Tahanlah tanganmu (dari berperang), dirikanlah sholat dan tunaikanlah
zakat”. Kemudian setelah diwajibkan kepada mereka berperang, tiba-tiba
sebagian dari (kaum munafik) takut kepada manusia (musuh), seperti takut
mereka kepada Allah, bahkan lebih sangat dari itu takutnya. Mereka
berkata: “ Ya Tuhan kami, mengapa Engkau wajibkan berperang kepada
kami? Mengapa tidak Engkau tangguhkan (kewajiban berperang) kepada
kami sampai beberapa waktu lagi?” Katakanlah: “ kesenangan di dunia ini
hanya sebentar dan akhirat itu lebih baik untuk orang-orang yang bertakwa,
dan kamu tidak akan dianiyaya sedikitpun.
• Allah memerintahkan kepada Nabi untuk berjihad dengan jihad yang besar
sejak fase makkiyah (Al Furqon 25/52), tetapi tidak ada satu riwayatpun
yang menunjukkan terjadinya perang pada fase Makkiyah bahkan pada
fase tersebut perang dilarang.
• Jadi Jihad tidak bisa diartikan / tidak bisa dimaksudkan sebagai
Perang
Fase Madaniyah (diperbolehkan Perang)
• Perhatikan ayat-ayat Jihad berikut yang turun di fase Madaniyah:
“Hai Nabi, berjihadlah terhadap orang-orang kafir dan munafik dan
bersikap keraslah terhadap mereka, tempat mereka ialah Jahannam dan itu
adalah seburuk-buruknya tempat kembali”.
(QS. At Taubah, 9/73 dan At Tahrim, 66/9)

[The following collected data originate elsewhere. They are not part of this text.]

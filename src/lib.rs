pub mod config;
pub mod error;
pub mod i18n;
pub mod lookup;
pub mod normalize;
pub mod panlex;
pub mod prepare;
pub mod server;
pub mod views;
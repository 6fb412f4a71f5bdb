use anyhow::{Context, Result};
use std::time::Duration;
use teradict::config::Config;
use teradict::i18n::LocalizationStore;
use teradict::panlex::PanlexClient;
use teradict::server::{self, AppState};
use teradict::views::Views;
use tracing::info;

#[tokio::main]
async fn main() -> Result<()> {
    // Load .env file (ignored in production)
    let _ = dotenvy::dotenv();

    // Initialize logging
    tracing_subscriber::fmt()
        .with_env_filter(
            tracing_subscriber::EnvFilter::from_default_env()
                .add_directive("teradict=info".parse()?),
        )
        .init();

    info!("Starting TeraDict");

    let config = Config::from_env()?;

    // Abort startup if any localization file is unreadable or malformed
    let locales = LocalizationStore::load(&config.i18n_dir)
        .context("Failed to load localization files")?;

    let views = Views::new(&config.base_href, &config.url_root)
        .context("Failed to compile templates")?;

    let api = PanlexClient::new(
        config.panlex_api_url.clone(),
        Duration::from_secs(config.api_timeout_secs),
    )
    .context("Failed to create HTTP client")?;
    info!("Using PanLex API at {}", api.base_url());

    let state = AppState::new(locales, views, api);
    let app = server::router(state, &config.static_dir, &config.url_root);

    let addr = format!("{}:{}", config.host, config.port);
    let listener = tokio::net::TcpListener::bind(&addr)
        .await
        .with_context(|| format!("Failed to bind to {}", addr))?;
    let home = if config.url_root.is_empty() { "/" } else { config.url_root.as_str() };
    info!("✓ Listening on http://{}{}", addr, home);

    axum::serve(listener, app).await.context("Server error")?;

    Ok(())
}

• Untuk difahami dalam Islam, perang dapat dikategorikan menjadi 2:
- Sarriyah: Peperangan yang dilakukan bala tentara Islam yang dikirim oleh
Nabi saw. Peperangan yang di dalamnya nabi tidak turut serta (125 kali)
- Ghozwah: Peperangan yang dikunjungi Nabi baik beliau ikut berperang
atau tidak (25 kali, Nabi ikut berperang dan mengepalai 9 kali.
• Jika jihad dalam ayat tersebut berarti “perang”, maka mestinya Nabi
memerangi baik orang-orang kafir maupun “orang-orang munafik”
• Dalam Tarikh: Nabi memang berperang dengan orang-orang kafir,
tetapi:
- Tidak ada riwayat yang menyatakan bahwa nabi memerangi orang-orang
munafik baik secara sariyyah maupun ghazwah
- Bahkan riwayat yang ada Nabi dan para sahabat seolah-olah bersikap
berkebalikan dari perintah ayat tersebut
Jihad = Dakwah
• Walaupun fase Madaniyah Nabi berperang dengan orang-orang
kafir tetapi tidak pernah berperang dengan orang-orang munafik.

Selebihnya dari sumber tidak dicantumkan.